Watching him I thought, "C'mon Bill, get your weight over that ax. It's going to take you half an hour to get back up here." Then it dawned on me that the reason he wasn't stopping was because we weren't climbing on snow anymore: it was ice, neve' to be exact, and that he might not be able to stop.
My nonchalance turned to concern, and then to alarm as he continued to slide feet first down the chute. I was looking straight down on him so it was hard to judge his speed. But he was receding quickly in the distance. Suddenly Bill's body flew up and over in a sickening, rag doll motion and windmilled, end over end, then spun like a table leg on a lathe. He must have hooked a crampon.
In that instant, time stood still and my world changed.

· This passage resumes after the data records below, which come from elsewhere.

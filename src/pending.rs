//! Registry of channels in handshake, keyed by handshake nonce.
//!
//! Every channel is registered here for the duration of its handshake. A
//! received version message whose nonce is present in this registry was
//! written by this node: the connection loops back to ourselves and must be
//! rejected.

use std::collections::HashMap;
use std::sync::Arc;

use tokio::sync::Mutex;

use crate::channel::Channel;
use crate::error::{P2pError, P2pResult};

/// Channels currently in handshake.
pub struct Pending {
    channels: Mutex<HashMap<u64, Arc<Channel>>>,
}

impl Pending {
    /// Create an empty registry.
    pub fn new() -> Self {
        Self {
            channels: Mutex::new(HashMap::new()),
        }
    }

    /// Whether a handshake with this nonce is in flight.
    pub async fn exists(&self, nonce: u64) -> bool {
        self.channels.lock().await.contains_key(&nonce)
    }

    /// Register a channel under its handshake nonce.
    pub async fn store(&self, channel: Arc<Channel>) -> P2pResult<()> {
        let mut channels = self.channels.lock().await;
        if channels.contains_key(&channel.nonce()) {
            return Err(P2pError::AddressInUse);
        }
        channels.insert(channel.nonce(), channel);
        Ok(())
    }

    /// Deregister a channel. Succeeds whether or not it was present.
    pub async fn remove(&self, channel: &Arc<Channel>) -> P2pResult<()> {
        self.channels.lock().await.remove(&channel.nonce());
        Ok(())
    }

    /// Number of handshakes in flight.
    pub async fn count(&self) -> usize {
        self.channels.lock().await.len()
    }
}

impl Default for Pending {
    fn default() -> Self {
        Self::new()
    }
}

#[cfg(test)]
mod tests {
    use super::*;
    use crate::channel::Direction;

    fn channel(addr: &str) -> Arc<Channel> {
        Channel::for_tests(addr.parse().unwrap(), Direction::Outbound)
    }

    #[tokio::test]
    async fn test_store_exists_remove() {
        let pending = Pending::new();
        let ch = channel("203.0.113.1:7333");
        let nonce = ch.nonce();

        assert!(!pending.exists(nonce).await);
        pending.store(ch.clone()).await.unwrap();
        assert!(pending.exists(nonce).await);
        assert_eq!(pending.count().await, 1);

        pending.remove(&ch).await.unwrap();
        assert!(!pending.exists(nonce).await);
        assert_eq!(pending.count().await, 0);

        // Removing again still succeeds.
        pending.remove(&ch).await.unwrap();
    }

    #[tokio::test]
    async fn test_nonces_are_distinct() {
        let pending = Pending::new();
        let a = channel("203.0.113.1:7333");
        let b = channel("203.0.113.2:7333");
        assert_ne!(a.nonce(), b.nonce());

        pending.store(a).await.unwrap();
        pending.store(b).await.unwrap();
        assert_eq!(pending.count().await, 2);
    }

    #[tokio::test]
    async fn test_duplicate_nonce_rejected() {
        let pending = Pending::new();
        let ch = channel("203.0.113.1:7333");

        pending.store(ch.clone()).await.unwrap();
        assert_eq!(
            pending.store(ch.clone()).await,
            Err(P2pError::AddressInUse)
        );
    }
}
//! Outbound connection session.
//!
//! Maintains one background task per outbound slot. A vacant slot fetches a
//! batch of distinct candidates from the host pool and dials them in
//! parallel; the first channel to complete its handshake fills the slot and
//! the losing dials are dropped. Candidates that fail to dial are removed
//! from the pool. The slot refills as soon as its channel stops.

use std::net::SocketAddr;
use std::sync::Arc;
use std::time::Duration;

use tokio::task::JoinSet;
use tokio::time::sleep;

use crate::channel::{self, Channel};
use crate::context::Context;
use crate::error::{P2pError, P2pResult};

/// Pause before retrying a slot that found no usable candidate.
const REFILL_DELAY: Duration = Duration::from_secs(1);

/// Session maintaining the configured number of outbound channels.
pub struct OutboundSession {
    ctx: Arc<Context>,
}

impl OutboundSession {
    /// Create the session over the coordinator facilities.
    pub(crate) fn new(ctx: Arc<Context>) -> Arc<Self> {
        Arc::new(Self { ctx })
    }

    /// Install one maintenance task per outbound slot.
    pub async fn start(self: &Arc<Self>) -> P2pResult<()> {
        if self.ctx.pool.is_stopped() {
            return Err(P2pError::ServiceStopped);
        }

        let settings = &self.ctx.settings;
        if settings.outbound_connections == 0 || settings.host_pool_capacity == 0 {
            tracing::info!("outbound connection maintenance disabled");
            return Ok(());
        }

        tracing::info!(
            slots = settings.outbound_connections,
            batch = settings.connect_batch_size,
            "maintaining outbound connections"
        );
        for slot in 0..settings.outbound_connections {
            let session = self.clone();
            self.ctx.pool.spawn(session.run_slot(slot));
        }
        Ok(())
    }

    /// Keep one slot filled until shutdown.
    async fn run_slot(self: Arc<Self>, slot: usize) {
        let mut shutdown = self.ctx.pool.shutdown_signal();

        loop {
            if *shutdown.borrow() {
                break;
            }

            match self.establish(slot).await {
                Ok(channel) => {
                    let mut stop_rx = channel.subscribe_stop();
                    tokio::select! {
                        _ = stop_rx.wait_for(|code| code.is_some()) => {
                            tracing::debug!(slot, addr = %channel.addr(), "slot vacated, refilling");
                        }
                        _ = shutdown.wait_for(|stop| *stop) => break,
                    }
                }
                Err(P2pError::ServiceStopped) => break,
                Err(e) => {
                    tracing::debug!(slot, error = %e, "no outbound channel established");
                    tokio::select! {
                        _ = sleep(REFILL_DELAY) => {}
                        _ = shutdown.wait_for(|stop| *stop) => break,
                    }
                }
            }
        }

        tracing::debug!(slot, "outbound slot released");
    }

    /// Fetch a candidate batch and race the dials; first handshake wins.
    async fn establish(&self, slot: usize) -> P2pResult<Arc<Channel>> {
        let candidates = self.candidates().await?;

        let mut dials: JoinSet<(SocketAddr, P2pResult<Arc<Channel>>)> = JoinSet::new();
        for addr in candidates {
            let ctx = self.ctx.clone();
            dials.spawn(async move { (addr, channel::open_outbound(&ctx, addr).await) });
        }

        let mut winner: Option<Arc<Channel>> = None;
        let mut last_error = P2pError::AddressNotFound;
        while let Some(joined) = dials.join_next().await {
            let Ok((addr, result)) = joined else {
                continue;
            };
            match result {
                Ok(channel) => {
                    tracing::debug!(slot, addr = %addr, "slot filled");
                    winner = Some(channel);
                    break;
                }
                Err(e) => {
                    tracing::debug!(slot, addr = %addr, error = %e, "candidate failed");
                    // Registry rejections are not the candidate's fault.
                    let unreachable = !matches!(
                        e,
                        P2pError::ServiceStopped
                            | P2pError::AddressInUse
                            | P2pError::ResourceLimit
                    );
                    if unreachable {
                        let _ = self.ctx.hosts.remove(&addr).await;
                    }
                    last_error = e;
                }
            }
        }

        // Losing dials are dropped, including any that complete while the
        // winner was being selected.
        dials.abort_all();
        while let Some(joined) = dials.join_next().await {
            if let Ok((addr, Ok(late))) = joined {
                tracing::debug!(slot, addr = %addr, "dropping losing dial");
                late.stop(P2pError::ChannelDropped);
            }
        }

        winner.ok_or(last_error)
    }

    /// Up to `connect_batch_size` distinct, not-yet-connected candidates.
    async fn candidates(&self) -> P2pResult<Vec<SocketAddr>> {
        let batch = self.ctx.settings.connect_batch_size.max(1);
        let mut candidates: Vec<SocketAddr> = Vec::new();

        for _ in 0..batch * 2 {
            if candidates.len() >= batch {
                break;
            }
            let address = match self.ctx.hosts.fetch().await {
                Ok(address) => address,
                Err(P2pError::AddressNotFound) => break,
                Err(e) => return Err(e),
            };
            let addr = address.socket_addr();
            if !candidates.contains(&addr) && !self.ctx.connections.exists(&addr).await {
                candidates.push(addr);
            }
        }

        if candidates.is_empty() {
            return Err(P2pError::AddressNotFound);
        }
        Ok(candidates)
    }
}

I realized I was watching my friend--my wife's father--fall to his death. I thought of my wife, my sister-in-law, and my mother-in-law and wondered how I could find the strength to tell them what happened, and how I would be able to endure life as a constant reminder to them of his death. Grief enveloped me, and my stomach knotted. I'm not an atheist, but I'm not a religious man either. Still, a cry welled up from a place so deep inside me that I had never sensed it before (or since), and with one word I implored God, the Creator, or the intelligent universe, to intervene.
"N-O-O-O."
Bill somehow managed to get back into self-arrest position. That he was able to hang on to his ice ax through that violence is unbelievable. That he was able to slow himself down before he lost consciousness is miraculous. His Herculean effort surely saved his life.
I saw him coast gently into the only flat ledge within sight on that side of the couloir. Had he come down five feet further left, he would have slid into the lower chute, and kept going. On the ledge, he crumpled over like a sack of potatoes and pushed himself off the ice with his legs. He slowly rolled up into a hunched, seated position, with his pack supporting him.
It took me 15 minutes to descend the 800 feet he'd fallen. On the way down, I had to stop four or five times to brace against the wind. I kept calling his name and telling him to put some clothes on, but he didn't respond. It was still frigid in the shady couloir and I was afraid the cold would hasten him into shock.
About 75 or 100 feet above him I picked up his ice ax and, at 50 feet, a tube of Chapstick, clinging precariously to the icy slope. I followed the now continuous red streak on the ice to Bill. His head, a bloody pulp, hung limply from his shoulders and blood dripped into his lap. He hadn't moved from his hunched, seated position. There was a lot of blood on the ledge, and the front of his shirt and the top of his pant legs were soaked red, but he was alive. Now I had to figure out a way to keep him alive until I could get help.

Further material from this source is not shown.